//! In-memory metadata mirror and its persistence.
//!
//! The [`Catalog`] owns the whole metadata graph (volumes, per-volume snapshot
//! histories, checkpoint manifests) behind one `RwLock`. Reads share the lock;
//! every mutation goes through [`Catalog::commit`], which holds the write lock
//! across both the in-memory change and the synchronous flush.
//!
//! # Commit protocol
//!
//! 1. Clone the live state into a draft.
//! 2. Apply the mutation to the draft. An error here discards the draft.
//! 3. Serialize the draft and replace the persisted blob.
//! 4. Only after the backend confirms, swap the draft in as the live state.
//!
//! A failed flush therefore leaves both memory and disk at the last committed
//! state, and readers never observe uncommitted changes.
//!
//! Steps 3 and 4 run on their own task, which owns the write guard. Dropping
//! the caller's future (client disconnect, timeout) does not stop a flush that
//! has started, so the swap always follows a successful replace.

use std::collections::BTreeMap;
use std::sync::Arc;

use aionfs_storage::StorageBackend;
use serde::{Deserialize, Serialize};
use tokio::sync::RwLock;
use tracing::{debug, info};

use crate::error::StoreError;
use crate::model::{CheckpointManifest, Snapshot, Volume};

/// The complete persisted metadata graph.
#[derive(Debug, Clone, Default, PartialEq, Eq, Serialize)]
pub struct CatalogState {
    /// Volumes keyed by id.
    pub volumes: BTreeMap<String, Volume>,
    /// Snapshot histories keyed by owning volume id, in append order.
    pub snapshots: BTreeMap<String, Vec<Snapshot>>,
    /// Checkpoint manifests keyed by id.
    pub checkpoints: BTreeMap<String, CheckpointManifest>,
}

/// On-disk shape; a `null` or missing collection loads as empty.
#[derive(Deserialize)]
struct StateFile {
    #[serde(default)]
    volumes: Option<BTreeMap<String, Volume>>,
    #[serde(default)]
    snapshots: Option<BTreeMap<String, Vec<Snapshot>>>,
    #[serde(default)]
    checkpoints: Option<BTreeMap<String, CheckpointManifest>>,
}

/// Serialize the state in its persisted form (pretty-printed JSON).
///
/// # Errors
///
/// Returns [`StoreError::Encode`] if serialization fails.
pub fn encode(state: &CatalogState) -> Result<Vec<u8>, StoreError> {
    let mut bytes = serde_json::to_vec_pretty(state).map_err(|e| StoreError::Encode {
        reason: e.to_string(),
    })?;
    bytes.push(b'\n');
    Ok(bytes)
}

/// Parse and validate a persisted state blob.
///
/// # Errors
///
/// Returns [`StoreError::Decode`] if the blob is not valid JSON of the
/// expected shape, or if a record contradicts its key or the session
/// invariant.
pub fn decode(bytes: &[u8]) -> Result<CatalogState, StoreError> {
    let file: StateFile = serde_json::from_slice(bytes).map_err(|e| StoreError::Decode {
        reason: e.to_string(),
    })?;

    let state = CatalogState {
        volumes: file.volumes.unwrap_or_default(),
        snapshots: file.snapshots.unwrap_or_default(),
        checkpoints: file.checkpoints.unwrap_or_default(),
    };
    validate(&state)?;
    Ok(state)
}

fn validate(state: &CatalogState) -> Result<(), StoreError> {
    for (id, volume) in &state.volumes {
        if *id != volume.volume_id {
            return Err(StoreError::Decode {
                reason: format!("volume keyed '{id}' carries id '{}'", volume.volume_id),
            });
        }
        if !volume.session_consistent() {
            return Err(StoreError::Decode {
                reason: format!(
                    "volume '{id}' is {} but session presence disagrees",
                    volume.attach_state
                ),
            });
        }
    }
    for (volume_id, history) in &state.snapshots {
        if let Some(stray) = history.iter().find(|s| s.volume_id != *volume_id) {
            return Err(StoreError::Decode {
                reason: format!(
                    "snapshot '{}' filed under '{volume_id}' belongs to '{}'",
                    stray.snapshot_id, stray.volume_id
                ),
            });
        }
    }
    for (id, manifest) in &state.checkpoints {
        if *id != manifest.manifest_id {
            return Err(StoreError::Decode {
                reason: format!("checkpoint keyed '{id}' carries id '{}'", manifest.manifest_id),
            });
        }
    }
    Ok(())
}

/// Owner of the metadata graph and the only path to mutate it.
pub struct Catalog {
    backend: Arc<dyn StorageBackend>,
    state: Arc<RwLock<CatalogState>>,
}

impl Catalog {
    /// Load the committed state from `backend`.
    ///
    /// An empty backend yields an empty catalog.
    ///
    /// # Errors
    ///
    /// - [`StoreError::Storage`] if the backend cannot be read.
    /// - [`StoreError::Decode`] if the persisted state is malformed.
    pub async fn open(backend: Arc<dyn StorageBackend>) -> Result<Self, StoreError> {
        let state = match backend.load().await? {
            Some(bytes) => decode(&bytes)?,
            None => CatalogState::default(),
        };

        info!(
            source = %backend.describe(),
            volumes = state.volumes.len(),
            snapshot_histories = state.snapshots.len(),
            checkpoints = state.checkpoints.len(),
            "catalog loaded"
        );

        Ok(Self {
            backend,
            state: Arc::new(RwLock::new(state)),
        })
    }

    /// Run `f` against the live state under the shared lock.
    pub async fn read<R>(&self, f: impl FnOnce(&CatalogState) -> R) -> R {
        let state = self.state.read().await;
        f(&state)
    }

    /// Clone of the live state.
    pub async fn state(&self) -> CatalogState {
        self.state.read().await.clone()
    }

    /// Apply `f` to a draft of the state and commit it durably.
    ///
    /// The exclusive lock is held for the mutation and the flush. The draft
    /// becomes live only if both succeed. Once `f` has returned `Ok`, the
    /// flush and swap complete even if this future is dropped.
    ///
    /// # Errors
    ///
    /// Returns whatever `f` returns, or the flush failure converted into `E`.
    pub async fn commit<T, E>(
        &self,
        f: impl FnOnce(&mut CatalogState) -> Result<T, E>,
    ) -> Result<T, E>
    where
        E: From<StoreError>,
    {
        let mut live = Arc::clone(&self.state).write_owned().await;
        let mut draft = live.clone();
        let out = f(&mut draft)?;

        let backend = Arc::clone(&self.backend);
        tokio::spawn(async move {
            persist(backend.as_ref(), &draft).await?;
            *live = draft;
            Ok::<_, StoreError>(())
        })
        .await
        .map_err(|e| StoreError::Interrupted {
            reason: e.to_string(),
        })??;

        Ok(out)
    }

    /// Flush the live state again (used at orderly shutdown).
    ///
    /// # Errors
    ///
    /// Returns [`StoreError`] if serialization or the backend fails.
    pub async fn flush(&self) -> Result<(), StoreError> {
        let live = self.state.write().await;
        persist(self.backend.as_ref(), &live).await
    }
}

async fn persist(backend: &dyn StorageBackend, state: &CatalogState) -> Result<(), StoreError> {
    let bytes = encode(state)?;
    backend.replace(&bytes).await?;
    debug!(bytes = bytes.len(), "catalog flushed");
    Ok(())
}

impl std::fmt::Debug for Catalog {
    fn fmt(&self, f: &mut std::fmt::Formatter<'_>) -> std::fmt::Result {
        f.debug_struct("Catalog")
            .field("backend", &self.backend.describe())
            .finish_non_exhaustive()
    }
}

--

■ TASK INSTRUCTIONS ■
What lines of the listing above hold "disk"? Copy all of them.

■ RESPONSE ■
//! A failed flush therefore leaves both memory and disk at the last committed
/// On-disk shape; a `null` or missing collection loads as empty.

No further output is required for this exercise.